**Brief:** The answer must consist only of the lines from the line with "#[derive(Debug)]" to the line with "self.capacity_bytes.saturating_sub(used)", both included, exactly as they stand below.

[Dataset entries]
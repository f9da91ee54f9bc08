//! In-process storage backend.
//!
//! [`MemoryBackend`] models a single RSD storage pool of fixed size.  It keeps
//! all state in memory, so volumes do not survive a restart; it backs the
//! `csi-rsd` binary when no remote resource manager is configured and serves
//! as the backend in tests.

use std::collections::HashMap;
use std::sync::atomic::{AtomicU64, Ordering};

use async_trait::async_trait;
use dashmap::DashMap;
use dashmap::mapref::entry::Entry;
use tracing::{debug, info, instrument};

use super::StorageBackend;
use crate::error::CsiError;
use crate::types::{Volume, VolumeId};

/// Context key carrying the requested volume name to Node operations.
pub const CONTEXT_VOLUME_NAME: &str = "csi.rsd.intel.com/volume-name";

/// Fixed-size pool of volumes held in concurrent maps.
#[derive(Debug)]
pub struct MemoryBackend {
    /// Total pool size in bytes.
    capacity_bytes: u64,
    /// Bytes handed out to live volumes.
    allocated: AtomicU64,
    volumes: DashMap<VolumeId, Volume>,
    /// Requested name → assigned id, for idempotent allocation.
    names: DashMap<String, VolumeId>,
}

impl MemoryBackend {
    /// A pool of `capacity_bytes`.
    pub fn new(capacity_bytes: u64) -> Self {
        Self {
            capacity_bytes,
            allocated: AtomicU64::new(0),
            volumes: DashMap::new(),
            names: DashMap::new(),
        }
    }

    fn reserve(&self, bytes: u64) -> Result<(), CsiError> {
        self.allocated
            .fetch_update(Ordering::AcqRel, Ordering::Acquire, |used| {
                used.checked_add(bytes)
                    .filter(|total| *total <= self.capacity_bytes)
            })
            .map(|_| ())
            .map_err(|used| {
                CsiError::ResourceExhausted(format!(
                    "requested {bytes} bytes, {} available",
                    self.capacity_bytes.saturating_sub(used)
                ))
            })
    }

    /// Reserve capacity and record a new volume.  The caller holds the
    /// name entry.
    fn insert_volume(
        &self,
        name: &str,
        capacity_bytes: u64,
        parameters: HashMap<String, String>,
    ) -> Result<Volume, CsiError> {
        self.reserve(capacity_bytes)?;
        let volume = Volume {
            volume_id: VolumeId(format!("rsd-{}", uuid::Uuid::new_v4())),
            name: name.to_owned(),
            capacity_bytes,
            parameters,
            volume_context: HashMap::from([(CONTEXT_VOLUME_NAME.to_owned(), name.to_owned())]),
        };
        self.volumes
            .insert(volume.volume_id.clone(), volume.clone());
        info!(%name, id = %volume.volume_id, capacity_bytes, "volume allocated");
        Ok(volume)
    }
}

#[async_trait]
impl StorageBackend for MemoryBackend {
    #[instrument(skip(self, parameters))]
    async fn allocate(
        &self,
        name: &str,
        capacity_bytes: u64,
        parameters: HashMap<String, String>,
    ) -> Result<Volume, CsiError> {
        // The name entry stays locked until the volume record is in place.
        match self.names.entry(name.to_owned()) {
            Entry::Occupied(mut entry) => {
                let existing = self.volumes.get(entry.get()).map(|v| v.clone());
                let Some(existing) = existing else {
                    // Stale name without metadata: allocate afresh.
                    let volume = self.insert_volume(name, capacity_bytes, parameters)?;
                    entry.insert(volume.volume_id.clone());
                    return Ok(volume);
                };
                if existing.capacity_bytes != capacity_bytes {
                    return Err(CsiError::VolumeAlreadyExists(format!(
                        "{name} with capacity {}",
                        existing.capacity_bytes
                    )));
                }
                debug!(%name, id = %existing.volume_id, "returning existing volume");
                Ok(existing)
            }
            Entry::Vacant(entry) => {
                let volume = self.insert_volume(name, capacity_bytes, parameters)?;
                entry.insert(volume.volume_id.clone());
                Ok(volume)
            }
        }
    }

    #[instrument(skip(self))]
    async fn release(&self, volume_id: &VolumeId) -> Result<bool, CsiError> {
        let name = self.volumes.get(volume_id).map(|v| v.name.clone());
        let Some(name) = name else {
            return Ok(false);
        };
        // Lock the name before the volume, in the same order as `allocate`,
        // so an allocation never sees a name whose volume is half removed.
        let removed = match self.names.entry(name) {
            Entry::Occupied(entry) => {
                let removed = self.volumes.remove(volume_id);
                if entry.get() == volume_id {
                    entry.remove();
                }
                removed
            }
            Entry::Vacant(_) => self.volumes.remove(volume_id),
        };
        let Some((_, volume)) = removed else {
            return Ok(false);
        };
        self.allocated
            .fetch_sub(volume.capacity_bytes, Ordering::AcqRel);
        info!(id = %volume_id, "volume released");
        Ok(true)
    }

    async fn get(&self, volume_id: &VolumeId) -> Result<Option<Volume>, CsiError> {
        Ok(self.volumes.get(volume_id).map(|v| v.clone()))
    }

    async fn list(&self) -> Result<Vec<Volume>, CsiError> {
        Ok(self.volumes.iter().map(|r| r.value().clone()).collect())
    }

    async fn available_capacity(&self) -> Result<u64, CsiError> {
        Ok(self
            .capacity_bytes
            .saturating_sub(self.allocated.load(Ordering::Acquire)))
    }
}

#[cfg(test)]
mod tests {
    use super::*;

    const GIB: u64 = 1024 * 1024 * 1024;

    #[tokio::test]
    async fn allocate_and_release() {
        let backend = MemoryBackend::new(10 * GIB);

        let vol = backend.allocate("db", 4 * GIB, HashMap::new()).await.unwrap();
        assert!(vol.volume_id.0.starts_with("rsd-"));
        assert_eq!(vol.volume_context[CONTEXT_VOLUME_NAME], "db");
        assert_eq!(backend.available_capacity().await.unwrap(), 6 * GIB);
        assert_eq!(backend.list().await.unwrap().len(), 1);

        assert!(backend.release(&vol.volume_id).await.unwrap());
        assert!(!backend.release(&vol.volume_id).await.unwrap());
        assert_eq!(backend.available_capacity().await.unwrap(), 10 * GIB);
        assert!(backend.get(&vol.volume_id).await.unwrap().is_none());
    }

    #[tokio::test]
    async fn allocate_is_idempotent_by_name() {
        let backend = MemoryBackend::new(10 * GIB);

        let first = backend.allocate("db", GIB, HashMap::new()).await.unwrap();
        let second = backend.allocate("db", GIB, HashMap::new()).await.unwrap();
        assert_eq!(first, second);
        assert_eq!(backend.available_capacity().await.unwrap(), 9 * GIB);

        let err = backend
            .allocate("db", 2 * GIB, HashMap::new())
            .await
            .unwrap_err();
        assert!(matches!(err, CsiError::VolumeAlreadyExists(_)));
    }

    #[tokio::test]
    async fn name_is_reusable_after_release() {
        let backend = MemoryBackend::new(GIB);
        let first = backend.allocate("scratch", GIB, HashMap::new()).await.unwrap();
        backend.release(&first.volume_id).await.unwrap();

        let second = backend.allocate("scratch", GIB, HashMap::new()).await.unwrap();
        assert_ne!(first.volume_id, second.volume_id);
    }

    #[tokio::test]
    async fn pool_cannot_be_overcommitted() {
        let backend = MemoryBackend::new(3 * GIB);
        backend.allocate("a", 2 * GIB, HashMap::new()).await.unwrap();

        let err = backend.allocate("b", 2 * GIB, HashMap::new()).await.unwrap_err();
        assert!(matches!(err, CsiError::ResourceExhausted(_)), "{err}");
        assert!(backend.names.get("b").is_none());
        assert_eq!(backend.available_capacity().await.unwrap(), GIB);
    }

    #[tokio::test(flavor = "multi_thread", worker_threads = 4)]
    async fn concurrent_release_and_allocate_of_one_name() {
        let backend = std::sync::Arc::new(MemoryBackend::new(4 * GIB));

        for _ in 0..2_000 {
            let vol = backend.allocate("pvc", GIB, HashMap::new()).await.unwrap();

            let releaser = std::sync::Arc::clone(&backend);
            let release = tokio::spawn(async move { releaser.release(&vol.volume_id).await });
            let allocator = std::sync::Arc::clone(&backend);
            let allocate =
                tokio::spawn(async move { allocator.allocate("pvc", GIB, HashMap::new()).await });

            release.await.unwrap().unwrap();
            allocate.await.unwrap().unwrap();

            for vol in backend.list().await.unwrap() {
                backend.release(&vol.volume_id).await.unwrap();
            }
            assert!(backend.names.is_empty());
            assert_eq!(backend.available_capacity().await.unwrap(), 4 * GIB);
        }
    }
}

**Completed exercise:**
#[derive(Debug)]
pub struct MemoryBackend {
    /// Total pool size in bytes.
    capacity_bytes: u64,
    /// Bytes handed out to live volumes.
    allocated: AtomicU64,
    volumes: DashMap<VolumeId, Volume>,
    /// Requested name → assigned id, for idempotent allocation.
    names: DashMap<String, VolumeId>,
}

impl MemoryBackend {
    /// A pool of `capacity_bytes`.
    pub fn new(capacity_bytes: u64) -> Self {
        Self {
            capacity_bytes,
            allocated: AtomicU64::new(0),
            volumes: DashMap::new(),
            names: DashMap::new(),
        }
    }

    fn reserve(&self, bytes: u64) -> Result<(), CsiError> {
        self.allocated
            .fetch_update(Ordering::AcqRel, Ordering::Acquire, |used| {
                used.checked_add(bytes)
                    .filter(|total| *total <= self.capacity_bytes)
            })
            .map(|_| ())
            .map_err(|used| {
                CsiError::ResourceExhausted(format!(
                    "requested {bytes} bytes, {} available",
                    self.capacity_bytes.saturating_sub(used)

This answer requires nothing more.